Recently, I had the pleasure of becoming a Volunteer Beach Steward for the City of Marco Island. A training session for those interested in this position of great power was held at the Marco Island Police Department Community Room on Tuesday, November 20. Marco Island beach ordinances, wildlife, sea turtle nesting season and neighborhood watch aspects were taught at the two-hour session. As I get ready to hit the beach with my new knowledge, I thought I would share some of it with you, the beach goer, so that during my volunteer time I can do as little as possible.

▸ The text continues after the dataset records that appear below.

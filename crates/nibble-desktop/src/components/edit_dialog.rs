//! Edit dialog component

use dioxus::prelude::*;

use crate::state::{AppState, EditDraft};

const FIELD_STYLE: &str = "
    width: 100%;
    padding: 8px 10px;
    border: 1px solid #d0d0d0;
    border-radius: 6px;
    font-size: 14px;
    box-sizing: border-box;
";

/// Modal dialog for editing the selected record.
///
/// Rendered only while a draft is active; Cancel discards the draft without
/// any API call, Save hands it back to the browsing view.
#[component]
pub fn EditDialog(on_save: EventHandler<EditDraft>) -> Element {
    let mut state = use_context::<AppState>();
    let Some(draft) = (state.editing)() else {
        return rsx! {};
    };

    let update_draft = move |apply: fn(&mut EditDraft, String), value: String| {
        let mut editing = state.editing.write();
        if let Some(draft) = editing.as_mut() {
            apply(draft, value);
        }
    };

    rsx! {
        // Backdrop
        div {
            class: "edit-dialog-backdrop",
            style: "
                position: fixed;
                inset: 0;
                background: rgba(0, 0, 0, 0.4);
                display: flex;
                align-items: center;
                justify-content: center;
            ",

            div {
                class: "edit-dialog",
                style: "
                    width: 480px;
                    max-height: 85vh;
                    overflow-y: auto;
                    background: #ffffff;
                    border-radius: 10px;
                    padding: 20px;
                    display: flex;
                    flex-direction: column;
                    gap: 12px;
                ",

                h2 {
                    style: "margin: 0 0 4px; font-size: 18px;",
                    "Edit Food Idea"
                }

                select {
                    value: "{draft.meal}",
                    onchange: move |evt| update_draft(|d, v| d.meal = v, evt.value()),
                    style: FIELD_STYLE,

                    option { value: "", disabled: true, "Select type" }
                    option { value: "breakfast", "Breakfast" }
                    option { value: "lunch", "Lunch" }
                    option { value: "dinner", "Dinner" }
                }

                input {
                    value: "{draft.food}",
                    placeholder: "Food name",
                    oninput: move |evt| update_draft(|d, v| d.food = v, evt.value()),
                    style: FIELD_STYLE,
                }

                input {
                    value: "{draft.social_media}",
                    placeholder: "Social Media",
                    oninput: move |evt| update_draft(|d, v| d.social_media = v, evt.value()),
                    style: FIELD_STYLE,
                }

                input {
                    value: "{draft.done_by}",
                    placeholder: "Done By",
                    oninput: move |evt| update_draft(|d, v| d.done_by = v, evt.value()),
                    style: FIELD_STYLE,
                }

                input {
                    value: "{draft.link}",
                    placeholder: "Link",
                    oninput: move |evt| update_draft(|d, v| d.link = v, evt.value()),
                    style: FIELD_STYLE,
                }

                textarea {
                    value: "{draft.recipe_text}",
                    placeholder: "Recipe (one step per line)",
                    oninput: move |evt| update_draft(|d, v| d.recipe_text = v, evt.value()),
                    style: "{FIELD_STYLE} min-height: 120px; resize: vertical; font-family: inherit;",
                }

                div {
                    style: "display: flex; justify-content: flex-end; gap: 8px; margin-top: 8px;",

                    button {
                        style: "
                            padding: 6px 14px;
                            border: 1px solid #d0d0d0;
                            border-radius: 6px;
                            background: #ffffff;
                            cursor: pointer;
                        ",
                        onclick: move |_| state.editing.set(None),
                        "Cancel"
                    }

                    button {
                        style: "
                            padding: 6px 14px;
                            border: none;
                            border-radius: 6px;
                            background: #1a5bc4;
                            color: #ffffff;
                            cursor: pointer;
                        ",
                        onclick: move |_| {
                            if let Some(draft) = (state.editing)() {
                                on_save.call(draft);
                            }
                        },
                        "Save"
                    }
                }
            }
        }
    }
}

The training session was led by Marco Island Community Resource Police Officer Al Schettino and Marco Island’s Environmental Specialist, Nancy Richie. Beach Patrol Officer Sal Pernice and Marco Island’s “Sea Turtle Lady,” Mary Nelson, also offered words of wisdom.
Addressing the volunteers as “Ambassadors of Marco Island,” Officer Schettino explained that the goal of the Beach Steward is to “provide verbal information about the City of Marco Island Beach Ordinance and assist beach goers with wildlife, directional, and/or public inquiries.” It was made perfectly clear that as Ambassadors, we are NOT law enforcement – but we can and most certainly will call them on speed dial if we see beach goers in violationof an ordinance.
Here are some Marco Island ordinances you should be sure to follow:
• Please don’t take living shells – they have a family.
• Glass is not allowed on the beach AT ALL – bring a can instead.
• Cigarette butts are garbage. Please dispose of them properly. Especially at South Beach; there seems to be an issue with beach goers smoking near the bench at the end of the boardwalk. Beach clean-ups have found an alarming amount of butts in this area.
• No pets allowed on the beach. Sorry, but no dogs, cats, guinea pigs, canaries, hamsters or goldfish – or any other pet for that matter. However, service dogs are permitted.
• Wheeled vehicles are prohibited. This includes bicycles, strollers and rollerblades. But seriously, NO bicycles on the beach.
• You CAN drink alcohol on Marco’s beach! But, not in glass and not at an alarming rate. Bring cans and please, don’t get belligerent. The police are also understanding about this. As Officer Schettino explained, last Fourth of July, beach goers were offered plastic cups by officers when they were seen with glass containers. The officers even recycled the glass bottles for them.
• No shark fishing – people are trying to swim here! You are allowed to fish, but only with the right tackle and the right permit.“Everyone needs a fishing license, even from the shoreline,” stated Nancy Richie.
• No open fires or barbecues.
• No overnight camping.
• No removal of sand. We paid for it! On a serious note: please fill in holes that are dug in the sand. This causes a major safety hazard. Large or small, holes along the beach can cause serious injury.
• The dunes are protected, so please don’t disturb them.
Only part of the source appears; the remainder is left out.